12 / 12

Stack / 12

Load balancing

A load balancer is the bouncer in front of your service: it sees every connection, decides which backend it belongs to, and quietly skips the ones that are sick. At small scale that's a couple of HAProxy boxes. At Google or Cloudflare scale it's anycast IPs in front of XDP packet steerers in front of HTTP proxies in front of application servers, with consistent-hashing tables tying it all together so that removing one machine reshuffles a few thousand connections instead of a few million. This deep dive walks the layers — L4 versus L7, Maglev, anycast, health checks, graceful drain, the DDoS angle, and why sticky sessions are usually a smell.

What a load balancer actually does

Strip away the marketing and a load balancer sits in the middle of a conversation: clients on one side, a pool of backends on the other. For every connection or request, it picks a backend and forwards traffic there. It has three jobs, and they're really the same job at different timescales.

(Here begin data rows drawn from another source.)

//! Resolve requests arriving over Redis Pub/Sub.
//!
//! Each message on `consumer.channel` is a `ResolveEvent`. The template is
//! resolved and the event, with `resolvedMessage` filled in, is published
//! reliably to `consumer.output_channel` keyed by `requestId`.

use std::sync::Arc;

use chrono::{DateTime, Utc};
use futures::StreamExt;
use serde::{Deserialize, Serialize};
use serde_json::Value;
use thiserror::Error;
use tokio::sync::Semaphore;
use tokio_util::sync::CancellationToken;

use crate::config::{ConsumerConfig, RedisConfig};
use crate::localization::MessageService;
use crate::metrics::ConsumerMetrics;
use crate::publish::{PublishOutcome, ReliablePublisher};
use crate::redis::{BackoffConfig, ExponentialBackoff, RedisPool};

#[derive(Debug, Clone, Serialize, Deserialize)]
#[serde(rename_all = "camelCase")]
pub struct ResolveEvent {
    pub request_id: String,
    #[serde(default, skip_serializing_if = "Option::is_none")]
    pub source_service: Option<String>,
    #[serde(default, skip_serializing_if = "Option::is_none")]
    pub target_service: Option<String>,
    #[serde(alias = "messageTemplateID")]
    pub template_id: String,
    #[serde(default, skip_serializing_if = "Option::is_none")]
    pub locale: Option<String>,
    #[serde(default)]
    pub args: Vec<Value>,
    #[serde(default, skip_serializing_if = "Option::is_none")]
    pub resolved_message: Option<String>,
    #[serde(default, skip_serializing_if = "Option::is_none")]
    pub timestamp: Option<DateTime<Utc>>,
}

/// How a single consumed message ended
#[derive(Debug, Clone, PartialEq, Eq)]
pub enum ConsumeResult {
    /// Resolved and delivered downstream
    Resolved,
    /// Unparseable or missing required fields; dropped
    Invalid,
    /// Resolution or delivery failed
    Failed,
}

#[derive(Debug, Error)]
enum SubscriptionError {
    #[error("Redis error: {0}")]
    Redis(#[from] redis::RedisError),

    #[error("Message stream ended")]
    StreamEnded,
}

pub struct ResolveRequestConsumer {
    config: ConsumerConfig,
    backoff: BackoffConfig,
    pool: Arc<RedisPool>,
    messages: Arc<MessageService>,
    publisher: Option<Arc<ReliablePublisher>>,
    permits: Arc<Semaphore>,
    shutdown: CancellationToken,
}

impl ResolveRequestConsumer {
    pub fn new(
        config: ConsumerConfig,
        redis: &RedisConfig,
        pool: Arc<RedisPool>,
        messages: Arc<MessageService>,
        publisher: Option<Arc<ReliablePublisher>>,
        shutdown: CancellationToken,
    ) -> Self {
        let permits = Arc::new(Semaphore::new(config.concurrency.max(1)));
        Self {
            config,
            backoff: BackoffConfig::from(redis),
            pool,
            messages,
            publisher,
            permits,
            shutdown,
        }
    }

    /// Subscribes and processes messages until shutdown, reconnecting with
    /// exponential backoff. In-flight messages finish before it returns.
    pub async fn run(self: Arc<Self>) {
        tracing::info!(
            channel = %self.config.channel,
            output_channel = %self.config.output_channel,
            concurrency = self.config.concurrency,
            "Starting resolve request consumer"
        );

        let mut backoff = ExponentialBackoff::with_config(self.backoff.clone());

        while !self.shutdown.is_cancelled() {
            let error = match self.clone().consume(&mut backoff).await {
                Ok(()) => break,
                Err(e) => e,
            };

            let delay = backoff.next_delay();
            tracing::error!(
                error = %error,
                attempt = backoff.attempt(),
                delay_ms = delay.as_millis() as u64,
                "Resolve consumer subscription lost, reconnecting"
            );

            tokio::select! {
                _ = self.shutdown.cancelled() => break,
                _ = tokio::time::sleep(delay) => {}
            }
        }

        let all = self.config.concurrency.max(1) as u32;
        if self.permits.acquire_many(all).await.is_err() {
            tracing::warn!("Consumer permits closed before draining");
        }
        tracing::info!("Resolve request consumer stopped");
    }

    /// Returns `Ok` only on shutdown.
    async fn consume(
        self: Arc<Self>,
        backoff: &mut ExponentialBackoff,
    ) -> Result<(), SubscriptionError> {
        let mut pubsub = self.pool.client().get_async_pubsub().await?;
        pubsub.subscribe(&self.config.channel).await?;
        backoff.reset();
        tracing::info!(channel = %self.config.channel, "Redis subscription established");

        let mut message_stream = pubsub.on_message();

        loop {
            let msg = tokio::select! {
                _ = self.shutdown.cancelled() => return Ok(()),
                msg = message_stream.next() => msg,
            };
            let Some(msg) = msg else {
                return Err(SubscriptionError::StreamEnded);
            };

            let payload: String = match msg.get_payload() {
                Ok(p) => p,
                Err(e) => {
                    tracing::warn!(error = %e, "Failed to get message payload");
                    ConsumerMetrics::record_invalid();
                    continue;
                }
            };

            let permit = tokio::select! {
                _ = self.shutdown.cancelled() => return Ok(()),
                permit = self.permits.clone().acquire_owned() => match permit {
                    Ok(permit) => permit,
                    Err(_) => return Ok(()),
                },
            };

            let this = self.clone();
            tokio::spawn(async move {
                ConsumerMetrics::inc_in_flight();
                this.process(&payload).await;
                ConsumerMetrics::dec_in_flight();
                drop(permit);
            });
        }
    }

    /// Handles one raw message and records the result.
    pub async fn process(&self, payload: &str) -> ConsumeResult {
        let result = self.handle(payload).await;
        match result {
            ConsumeResult::Resolved => ConsumerMetrics::record_resolved(),
            ConsumeResult::Invalid => ConsumerMetrics::record_invalid(),
            ConsumeResult::Failed => ConsumerMetrics::record_failed(),
        }
        result
    }

    async fn handle(&self, payload: &str) -> ConsumeResult {
        let mut event: ResolveEvent = match serde_json::from_str(payload) {
            Ok(event) => event,
            Err(e) => {
                tracing::warn!(error = %e, "Failed to parse resolve request");
                return ConsumeResult::Invalid;
            }
        };
        if event.request_id.is_empty() {
            tracing::warn!(template_id = %event.template_id, "Resolve request without requestId");
            return ConsumeResult::Invalid;
        }

        let locale = event.locale.clone().unwrap_or_default();
        let text = match self
            .messages
            .resolve(&event.template_id, &locale, &event.args)
            .await
        {
            Ok(text) => text,
            Err(e) => {
                tracing::error!(
                    request_id = %event.request_id,
                    template_id = %event.template_id,
                    error = %e,
                    "Failed to resolve request"
                );
                return ConsumeResult::Failed;
            }
        };
        event.resolved_message = Some(text);
        event.timestamp = Some(Utc::now());

        let Some(publisher) = self.publisher.as_ref() else {
            tracing::warn!(
                request_id = %event.request_id,
                "Publisher disabled, resolved message not forwarded"
            );
            return ConsumeResult::Failed;
        };

        let body = match serde_json::to_string(&event) {
            Ok(body) => body,
            Err(e) => {
                tracing::error!(request_id = %event.request_id, error = %e, "Failed to serialize response");
                return ConsumeResult::Failed;
            }
        };

        match publisher
            .publish_with_cancel(
                &self.config.output_channel,
                &event.request_id,
                &body,
                &self.shutdown,
            )
            .await
        {
            Ok(PublishOutcome::Sent { .. }) => {
                tracing::debug!(request_id = %event.request_id, "Resolve request answered");
                ConsumeResult::Resolved
            }
            Ok(_) => ConsumeResult::Failed,
            Err(e) => {
                tracing::error!(request_id = %event.request_id, error = %e, "Publish rejected");
                ConsumeResult::Failed
            }
        }
    }
}
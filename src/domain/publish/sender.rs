//! Single-attempt message sending.
//!
//! `MessageSender::send` resolves only once the broker acknowledged the
//! record or the attempt failed; retrying is the publisher's concern.

use std::sync::Arc;
use std::time::Duration;

use async_trait::async_trait;
use thiserror::Error;

use crate::redis::{PoolError, RedisPool, RedisPoolExt};

/// One send attempt. Lives only for the duration of a publish call.
#[derive(Debug, Clone, Copy)]
pub struct PublishAttempt<'a> {
    pub channel: &'a str,
    pub key: &'a str,
    pub payload: &'a str,
    /// 1-based
    pub attempt_number: u32,
}

/// Broker acknowledgement
#[derive(Debug, Clone, PartialEq, Eq)]
pub struct SendReceipt {
    pub record_id: String,
}

#[derive(Debug, Error)]
pub enum SendError {
    /// Broker rejected or failed the write
    #[error("Broker error: {0}")]
    Broker(String),

    /// Broker could not be reached
    #[error("Broker unavailable: {0}")]
    Unavailable(String),

    #[error("Send timed out after {0:?}")]
    Timeout(Duration),
}

impl From<PoolError> for SendError {
    fn from(err: PoolError) -> Self {
        if err.is_unavailable() {
            SendError::Unavailable(err.to_string())
        } else {
            SendError::Broker(err.to_string())
        }
    }
}

#[async_trait]
pub trait MessageSender: Send + Sync {
    async fn send(&self, attempt: &PublishAttempt<'_>) -> Result<SendReceipt, SendError>;
}

/// Appends each message to a Redis Stream named after the channel, with
/// fields `key` and `payload`. The stream entry id is the record id.
pub struct RedisStreamSender {
    pool: Arc<RedisPool>,
    max_len: usize,
}

impl RedisStreamSender {
    pub fn new(pool: Arc<RedisPool>, max_len: usize) -> Self {
        Self { pool, max_len }
    }
}

#[async_trait]
impl MessageSender for RedisStreamSender {
    async fn send(&self, attempt: &PublishAttempt<'_>) -> Result<SendReceipt, SendError> {
        let record_id = self
            .pool
            .xadd_maxlen(
                attempt.channel,
                self.max_len,
                &[("key", attempt.key), ("payload", attempt.payload)],
            )
            .await?;

        Ok(SendReceipt { record_id })
    }
}

#[cfg(test)]
mod tests {
    use super::*;
    use crate::config::RedisConfig;
    use crate::redis::{CircuitBreaker, RedisHealth};

    #[tokio::test]
    async fn test_open_circuit_is_unavailable() {
        let cb = Arc::new(CircuitBreaker::new("redis"));
        for _ in 0..5 {
            cb.record_failure();
        }
        let pool = RedisPool::new(&RedisConfig::default(), cb, Arc::new(RedisHealth::new())).unwrap();
        let sender = RedisStreamSender::new(Arc::new(pool), 100);

        let attempt = PublishAttempt {
            channel: "pigeon.resolved",
            key: "req-1",
            payload: "{}",
            attempt_number: 1,
        };
        let err = tokio_test::assert_err!(sender.send(&attempt).await);
        assert!(matches!(err, SendError::Unavailable(_)));
    }

    #[test]
    fn test_timeout_display() {
        let err = SendError::Timeout(Duration::from_millis(250));
        assert_eq!(err.to_string(), "Send timed out after 250ms");
    }
}
//! Template store abstraction and in-memory backend.
//!
//! Stores answer exact `(templateID, locale)` lookups only; fallback across
//! locales is the resolver's job.

use std::collections::btree_map::Entry;
use std::collections::BTreeMap;

use async_trait::async_trait;
use dashmap::DashMap;

use super::types::{StoreError, TemplateRecord};

#[async_trait]
pub trait TemplateStore: Send + Sync {
    /// Backend label for logs, metrics and health output
    fn backend_name(&self) -> &'static str;

    /// Exact-match lookup
    async fn lookup(
        &self,
        template_id: &str,
        locale: &str,
    ) -> Result<Option<TemplateRecord>, StoreError>;

    /// Inserts a new record; fails with `StoreError::Duplicate` when the
    /// `(templateID, locale)` pair already exists.
    async fn insert(&self, record: TemplateRecord) -> Result<TemplateRecord, StoreError>;

    /// All locale variants of a template, ordered by locale
    async fn list(&self, template_id: &str) -> Result<Vec<TemplateRecord>, StoreError>;
}

/// Process-local store. Records are grouped per template so a lookup needs
/// no key allocation and listing comes out sorted.
#[derive(Default)]
pub struct MemoryTemplateStore {
    templates: DashMap<String, BTreeMap<String, TemplateRecord>>,
}

impl MemoryTemplateStore {
    pub fn new() -> Self {
        Self::default()
    }

    /// Number of stored records across all templates
    pub fn len(&self) -> usize {
        self.templates.iter().map(|entry| entry.value().len()).sum()
    }

    pub fn is_empty(&self) -> bool {
        self.len() == 0
    }
}

#[async_trait]
impl TemplateStore for MemoryTemplateStore {
    fn backend_name(&self) -> &'static str {
        "memory"
    }

    async fn lookup(
        &self,
        template_id: &str,
        locale: &str,
    ) -> Result<Option<TemplateRecord>, StoreError> {
        Ok(self
            .templates
            .get(template_id)
            .and_then(|variants| variants.get(locale).cloned()))
    }

    async fn insert(&self, record: TemplateRecord) -> Result<TemplateRecord, StoreError> {
        let mut variants = self.templates.entry(record.template_id.clone()).or_default();

        match variants.entry(record.locale.clone()) {
            Entry::Occupied(_) => Err(StoreError::Duplicate {
                template_id: record.template_id,
                locale: record.locale,
            }),
            Entry::Vacant(slot) => Ok(slot.insert(record).clone()),
        }
    }

    async fn list(&self, template_id: &str) -> Result<Vec<TemplateRecord>, StoreError> {
        Ok(self
            .templates
            .get(template_id)
            .map(|variants| variants.values().cloned().collect())
            .unwrap_or_default())
    }
}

The first is to distribute load. If you have ten backends and a thousand requests per second, you want roughly a hundred each. Naive round-robin gets you most of the way there for uniform workloads; least-connections or power-of-two-choices does better when requests differ in cost. The second is to isolate failures: when one backend turns sick — out of memory, stuck GC, half-open TCP — the LB has to notice and route around it before users do. The third is to absorb topology change: backends come up, drain, get killed, scale out, scale in. The LB has to track the live set and reshuffle traffic without restarting the world.

Everything else — TLS termination, HTTP routing, A/B testing, rate limiting, WAF — sits on top of those three jobs. If the basics are wrong, no amount of L7 polish will save you.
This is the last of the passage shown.